What you will do
In the records below, some lines contain "Option"; state the number of such lines and nothing else.

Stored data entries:
**********

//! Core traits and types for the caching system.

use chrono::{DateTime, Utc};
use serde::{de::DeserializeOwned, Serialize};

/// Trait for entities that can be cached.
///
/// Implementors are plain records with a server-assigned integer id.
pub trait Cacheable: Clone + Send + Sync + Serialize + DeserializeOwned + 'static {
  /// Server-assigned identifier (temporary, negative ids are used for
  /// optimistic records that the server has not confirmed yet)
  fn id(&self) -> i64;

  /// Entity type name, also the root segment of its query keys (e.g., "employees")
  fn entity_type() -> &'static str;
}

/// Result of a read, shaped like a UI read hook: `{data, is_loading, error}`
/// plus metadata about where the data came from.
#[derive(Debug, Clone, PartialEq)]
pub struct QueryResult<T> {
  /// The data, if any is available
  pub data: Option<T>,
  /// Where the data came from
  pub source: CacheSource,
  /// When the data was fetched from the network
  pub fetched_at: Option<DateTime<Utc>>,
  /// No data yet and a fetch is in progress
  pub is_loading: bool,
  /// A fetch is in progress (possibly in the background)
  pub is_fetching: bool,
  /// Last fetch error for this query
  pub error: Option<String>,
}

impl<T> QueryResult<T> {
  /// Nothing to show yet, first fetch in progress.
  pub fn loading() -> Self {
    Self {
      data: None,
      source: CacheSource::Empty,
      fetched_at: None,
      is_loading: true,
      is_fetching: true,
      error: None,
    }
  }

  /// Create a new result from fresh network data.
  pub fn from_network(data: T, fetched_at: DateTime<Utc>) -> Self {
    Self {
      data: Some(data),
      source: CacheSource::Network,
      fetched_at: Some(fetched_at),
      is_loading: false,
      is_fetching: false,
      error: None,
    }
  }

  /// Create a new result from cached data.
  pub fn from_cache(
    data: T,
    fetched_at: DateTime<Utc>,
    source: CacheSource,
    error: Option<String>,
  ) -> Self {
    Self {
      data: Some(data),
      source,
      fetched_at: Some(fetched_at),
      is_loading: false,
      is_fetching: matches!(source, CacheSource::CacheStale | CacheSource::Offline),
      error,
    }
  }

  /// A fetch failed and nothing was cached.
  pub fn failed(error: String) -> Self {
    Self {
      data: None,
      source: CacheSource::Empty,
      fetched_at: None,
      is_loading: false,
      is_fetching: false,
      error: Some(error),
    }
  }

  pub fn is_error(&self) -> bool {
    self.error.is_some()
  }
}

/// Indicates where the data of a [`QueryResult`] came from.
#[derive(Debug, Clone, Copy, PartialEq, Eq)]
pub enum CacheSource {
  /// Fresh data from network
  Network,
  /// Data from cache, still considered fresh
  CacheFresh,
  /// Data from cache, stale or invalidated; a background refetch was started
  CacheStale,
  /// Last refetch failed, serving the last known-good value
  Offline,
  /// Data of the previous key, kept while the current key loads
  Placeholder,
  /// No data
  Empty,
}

**********

Answer for the task
4